• [TASK GOAL]:
With no word left out, write out the entire listing.

• [SOURCE MATERIAL]:
-------------------------

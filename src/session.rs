use std::{collections::HashMap, sync::Arc};

use chrono::{DateTime, Utc};
use parking_lot::RwLock;
use serde::{Deserialize, Serialize};
use tokio::sync::Mutex;
use uuid::Uuid;

use crate::template::{ParameterSet, TemplateKind};

#[derive(Debug, Clone, Copy, PartialEq, Eq, Serialize, Deserialize)]
#[serde(rename_all = "SCREAMING_SNAKE_CASE")]
pub enum Status {
    CollectingInfo,
    ReadyToGenerate,
    TemplateGenerated,
    Failed,
}

impl std::fmt::Display for Status {
    fn fmt(&self, f: &mut std::fmt::Formatter<'_>) -> std::fmt::Result {
        let s = match self {
            Status::CollectingInfo => "COLLECTING_INFO",
            Status::ReadyToGenerate => "READY_TO_GENERATE",
            Status::TemplateGenerated => "TEMPLATE_GENERATED",
            Status::Failed => "FAILED",
        };
        f.write_str(s)
    }
}

#[derive(Debug, Clone, Copy, PartialEq, Eq, Serialize, Deserialize)]
#[serde(rename_all = "lowercase")]
pub enum Role {
    User,
    Assistant,
}

#[derive(Debug, Clone, Serialize, Deserialize)]
pub struct Turn {
    pub role: Role,
    pub text: String,
    pub at: DateTime<Utc>,
}

/// One entry of the status audit trail.
#[derive(Debug, Clone, Serialize)]
pub struct StatusChange {
    pub from: Status,
    pub to: Status,
    pub reason: &'static str,
    pub at: DateTime<Utc>,
}

#[derive(Debug, Clone)]
pub struct Session {
    pub id: String,
    pub template: TemplateKind,
    pub history: Vec<Turn>,
    pub parameters: ParameterSet,
    status: Status,
    template_url: Option<String>,
    pub last_error: Option<String>,
    pub transitions: Vec<StatusChange>,
    pub created_at: DateTime<Utc>,
}

impl Session {
    pub fn new(id: String, template: TemplateKind) -> Self {
        Self {
            id,
            template,
            history: Vec::new(),
            parameters: ParameterSet::default(),
            status: Status::CollectingInfo,
            template_url: None,
            last_error: None,
            transitions: Vec::new(),
            created_at: Utc::now(),
        }
    }

    pub fn status(&self) -> Status {
        self.status
    }

    pub fn template_url(&self) -> Option<&str> {
        self.template_url.as_deref()
    }

    pub fn push_turn(&mut self, role: Role, text: impl Into<String>) {
        self.history.push(Turn { role, text: text.into(), at: Utc::now() });
    }

    /// Time of the latest turn, or creation time for a session with no turns yet.
    pub fn updated_at(&self) -> DateTime<Utc> {
        self.history.last().map_or(self.created_at, |t| t.at)
    }

    /// Moves to `to`, recording the change. The template URL only survives in TEMPLATE_GENERATED.
    pub fn transition(&mut self, to: Status, reason: &'static str) {
        if to != Status::TemplateGenerated {
            self.template_url = None;
        }
        if to != Status::Failed {
            self.last_error = None;
        }
        if self.status == to {
            return;
        }
        tracing::info!(session = %self.id, from = %self.status, to = %to, reason, "🔀 Status change");
        self.transitions.push(StatusChange { from: self.status, to, reason, at: Utc::now() });
        self.status = to;
    }

    pub fn mark_generated(&mut self, url: String) {
        self.transition(Status::TemplateGenerated, "render succeeded");
        self.template_url = Some(url);
    }

    pub fn mark_failed(&mut self, reason: String) {
        self.transition(Status::Failed, "render failed");
        self.last_error = Some(reason);
    }
}

pub type SessionHandle = Arc<Mutex<Session>>;

/// Process-lifetime session map. Each session sits behind its own async mutex so
/// a turn can hold it across the extractor and renderer awaits.
#[derive(Default)]
pub struct SessionStore {
    sessions: RwLock<HashMap<String, SessionHandle>>,
}

impl SessionStore {
    /// Returns the session for `id`, creating it when `id` is absent or unknown.
    /// The bool is true when a new session was created.
    pub fn get_or_create(&self, id: Option<String>, template: TemplateKind) -> (SessionHandle, bool) {
        if let Some(existing) = id.as_deref().and_then(|id| self.get(id)) {
            return (existing, false);
        }
        let id = id.unwrap_or_else(|| Uuid::new_v4().to_string());
        let mut guard = self.sessions.write();
        // another request may have created it between the read and the write lock
        if let Some(existing) = guard.get(&id) {
            return (existing.clone(), false);
        }
        let handle = Arc::new(Mutex::new(Session::new(id.clone(), template)));
        guard.insert(id, handle.clone());
        (handle, true)
    }

    pub fn get(&self, id: &str) -> Option<SessionHandle> {
        self.sessions.read().get(id).cloned()
    }

    pub fn remove(&self, id: &str) -> bool {
        self.sessions.write().remove(id).is_some()
    }

    pub fn len(&self) -> usize {
        self.sessions.read().len()
    }
}

#[cfg(test)]
mod tests {
    use super::*;
    use pretty_assertions::assert_eq;

    #[tokio::test]
    async fn creates_then_reuses_sessions() {
        let store = SessionStore::default();
        let (first, created) = store.get_or_create(None, TemplateKind::default());
        assert!(created);
        let id = first.lock().await.id.clone();

        let (again, created) = store.get_or_create(Some(id.clone()), TemplateKind::default());
        assert!(!created);
        assert!(Arc::ptr_eq(&first, &again));
        assert_eq!(store.len(), 1);
    }

    #[tokio::test]
    async fn adopts_unknown_session_id() {
        let store = SessionStore::default();
        let (handle, created) = store.get_or_create(Some("abc".into()), TemplateKind::BestHome);
        assert!(created);
        let session = handle.lock().await;
        assert_eq!(session.id, "abc");
        assert_eq!(session.template, TemplateKind::BestHome);
    }

    #[test]
    fn remove_is_idempotent() {
        let store = SessionStore::default();
        store.get_or_create(Some("abc".into()), TemplateKind::default());
        assert!(store.remove("abc"));
        assert!(!store.remove("abc"));
        assert!(store.get("abc").is_none());
    }

    #[test]
    fn transitions_are_recorded_and_url_is_scoped_to_generated() {
        let mut session = Session::new("s".into(), TemplateKind::default());
        session.transition(Status::ReadyToGenerate, "complete");
        session.mark_generated("https://example.com/p.jpg".into());
        assert_eq!(session.template_url(), Some("https://example.com/p.jpg"));

        session.transition(Status::ReadyToGenerate, "parameters changed");
        assert_eq!(session.template_url(), None);

        let path: Vec<_> = session.transitions.iter().map(|t| (t.from, t.to)).collect();
        assert_eq!(
            path,
            vec![
                (Status::CollectingInfo, Status::ReadyToGenerate),
                (Status::ReadyToGenerate, Status::TemplateGenerated),
                (Status::TemplateGenerated, Status::ReadyToGenerate),
            ]
        );
    }

    #[test]
    fn updated_at_follows_the_latest_turn() {
        let mut session = Session::new("s".into(), TemplateKind::default());
        assert_eq!(session.updated_at(), session.created_at);
        session.push_turn(Role::User, "hello");
        assert_eq!(session.updated_at(), session.history[0].at);
        assert!(session.updated_at() >= session.created_at);
    }

    #[test]
    fn status_serializes_screaming_snake_case() {
        assert_eq!(serde_json::to_string(&Status::ReadyToGenerate).unwrap(), "\"READY_TO_GENERATE\"");
    }
}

-------------------------

• [ANSWER SPACE]:
filename src/session.rs
use std::{collections::HashMap, sync::Arc};

use chrono::{DateTime, Utc};
use parking_lot::RwLock;
use serde::{Deserialize, Serialize};
use tokio::sync::Mutex;
use uuid::Uuid;

use crate::template::{ParameterSet, TemplateKind};

#[derive(Debug, Clone, Copy, PartialEq, Eq, Serialize, Deserialize)]
#[serde(rename_all = "SCREAMING_SNAKE_CASE")]
pub enum Status {
    CollectingInfo,
    ReadyToGenerate,
    TemplateGenerated,
    Failed,
}

impl std::fmt::Display for Status {
    fn fmt(&self, f: &mut std::fmt::Formatter<'_>) -> std::fmt::Result {
        let s = match self {
            Status::CollectingInfo => "COLLECTING_INFO",
            Status::ReadyToGenerate => "READY_TO_GENERATE",
            Status::TemplateGenerated => "TEMPLATE_GENERATED",
            Status::Failed => "FAILED",
        };
        f.write_str(s)
    }
}

#[derive(Debug, Clone, Copy, PartialEq, Eq, Serialize, Deserialize)]
#[serde(rename_all = "lowercase")]
pub enum Role {
    User,
    Assistant,
}

#[derive(Debug, Clone, Serialize, Deserialize)]
pub struct Turn {
    pub role: Role,
    pub text: String,
    pub at: DateTime<Utc>,
}

/// One entry of the status audit trail.
#[derive(Debug, Clone, Serialize)]
pub struct StatusChange {
    pub from: Status,
    pub to: Status,
    pub reason: &'static str,
    pub at: DateTime<Utc>,
}

#[derive(Debug, Clone)]
pub struct Session {
    pub id: String,
    pub template: TemplateKind,
    pub history: Vec<Turn>,
    pub parameters: ParameterSet,
    status: Status,
    template_url: Option<String>,
    pub last_error: Option<String>,
    pub transitions: Vec<StatusChange>,
    pub created_at: DateTime<Utc>,
}

impl Session {
    pub fn new(id: String, template: TemplateKind) -> Self {
        Self {
            id,
            template,
            history: Vec::new(),
            parameters: ParameterSet::default(),
            status: Status::CollectingInfo,
            template_url: None,
            last_error: None,
            transitions: Vec::new(),
            created_at: Utc::now(),
        }
    }

    pub fn status(&self) -> Status {
        self.status
    }

    pub fn template_url(&self) -> Option<&str> {
        self.template_url.as_deref()
    }

    pub fn push_turn(&mut self, role: Role, text: impl Into<String>) {
        self.history.push(Turn { role, text: text.into(), at: Utc::now() });
    }

    /// Time of the latest turn, or creation time for a session with no turns yet.
    pub fn updated_at(&self) -> DateTime<Utc> {
        self.history.last().map_or(self.created_at, |t| t.at)
    }

    /// Moves to `to`, recording the change. The template URL only survives in TEMPLATE_GENERATED.
    pub fn transition(&mut self, to: Status, reason: &'static str) {
        if to != Status::TemplateGenerated {
            self.template_url = None;
        }
        if to != Status::Failed {
            self.last_error = None;
        }
        if self.status == to {
            return;
        }
        tracing::info!(session = %self.id, from = %self.status, to = %to, reason, "🔀 Status change");
        self.transitions.push(StatusChange { from: self.status, to, reason, at: Utc::now() });
        self.status = to;
    }

    pub fn mark_generated(&mut self, url: String) {
        self.transition(Status::TemplateGenerated, "render succeeded");
        self.template_url = Some(url);
    }

    pub fn mark_failed(&mut self, reason: String) {
        self.transition(Status::Failed, "render failed");
        self.last_error = Some(reason);
    }
}

pub type SessionHandle = Arc<Mutex<Session>>;

/// Process-lifetime session map. Each session sits behind its own async mutex so
/// a turn can hold it across the extractor and renderer awaits.
#[derive(Default)]
pub struct SessionStore {
    sessions: RwLock<HashMap<String, SessionHandle>>,
}

impl SessionStore {
    /// Returns the session for `id`, creating it when `id` is absent or unknown.
    /// The bool is true when a new session was created.
    pub fn get_or_create(&self, id: Option<String>, template: TemplateKind) -> (SessionHandle, bool) {
        if let Some(existing) = id.as_deref().and_then(|id| self.get(id)) {
            return (existing, false);
        }
        let id = id.unwrap_or_else(|| Uuid::new_v4().to_string());
        let mut guard = self.sessions.write();
        // another request may have created it between the read and the write lock
        if let Some(existing) = guard.get(&id) {
            return (existing.clone(), false);
        }
        let handle = Arc::new(Mutex::new(Session::new(id.clone(), template)));
        guard.insert(id, handle.clone());
        (handle, true)
    }

    pub fn get(&self, id: &str) -> Option<SessionHandle> {
        self.sessions.read().get(id).cloned()
    }

    pub fn remove(&self, id: &str) -> bool {
        self.sessions.write().remove(id).is_some()
    }

    pub fn len(&self) -> usize {
        self.sessions.read().len()
    }
}

#[cfg(test)]
mod tests {
    use super::*;
    use pretty_assertions::assert_eq;

    #[tokio::test]
    async fn creates_then_reuses_sessions() {
        let store = SessionStore::default();
        let (first, created) = store.get_or_create(None, TemplateKind::default());
        assert!(created);
        let id = first.lock().await.id.clone();

        let (again, created) = store.get_or_create(Some(id.clone()), TemplateKind::default());
        assert!(!created);
        assert!(Arc::ptr_eq(&first, &again));
        assert_eq!(store.len(), 1);
    }

    #[tokio::test]
    async fn adopts_unknown_session_id() {
        let store = SessionStore::default();
        let (handle, created) = store.get_or_create(Some("abc".into()), TemplateKind::BestHome);
        assert!(created);
        let session = handle.lock().await;
        assert_eq!(session.id, "abc");
        assert_eq!(session.template, TemplateKind::BestHome);
    }

    #[test]
    fn remove_is_idempotent() {
        let store = SessionStore::default();
        store.get_or_create(Some("abc".into()), TemplateKind::default());
        assert!(store.remove("abc"));
        assert!(!store.remove("abc"));
        assert!(store.get("abc").is_none());
    }

    #[test]
    fn transitions_are_recorded_and_url_is_scoped_to_generated() {
        let mut session = Session::new("s".into(), TemplateKind::default());
        session.transition(Status::ReadyToGenerate, "complete");
        session.mark_generated("https://example.com/p.jpg".into());
        assert_eq!(session.template_url(), Some("https://example.com/p.jpg"));

        session.transition(Status::ReadyToGenerate, "parameters changed");
        assert_eq!(session.template_url(), None);

        let path: Vec<_> = session.transitions.iter().map(|t| (t.from, t.to)).collect();
        assert_eq!(
            path,
            vec![
                (Status::CollectingInfo, Status::ReadyToGenerate),
                (Status::ReadyToGenerate, Status::TemplateGenerated),
                (Status::TemplateGenerated, Status::ReadyToGenerate),
            ]
        );
    }

    #[test]
    fn updated_at_follows_the_latest_turn() {
        let mut session = Session::new("s".into(), TemplateKind::default());
        assert_eq!(session.updated_at(), session.created_at);
        session.push_turn(Role::User, "hello");
        assert_eq!(session.updated_at(), session.history[0].at);
        assert!(session.updated_at() >= session.created_at);
    }

    #[test]
    fn status_serializes_screaming_snake_case() {
        assert_eq!(serde_json::to_string(&Status::ReadyToGenerate).unwrap(), "\"READY_TO_GENERATE\"");
    }
}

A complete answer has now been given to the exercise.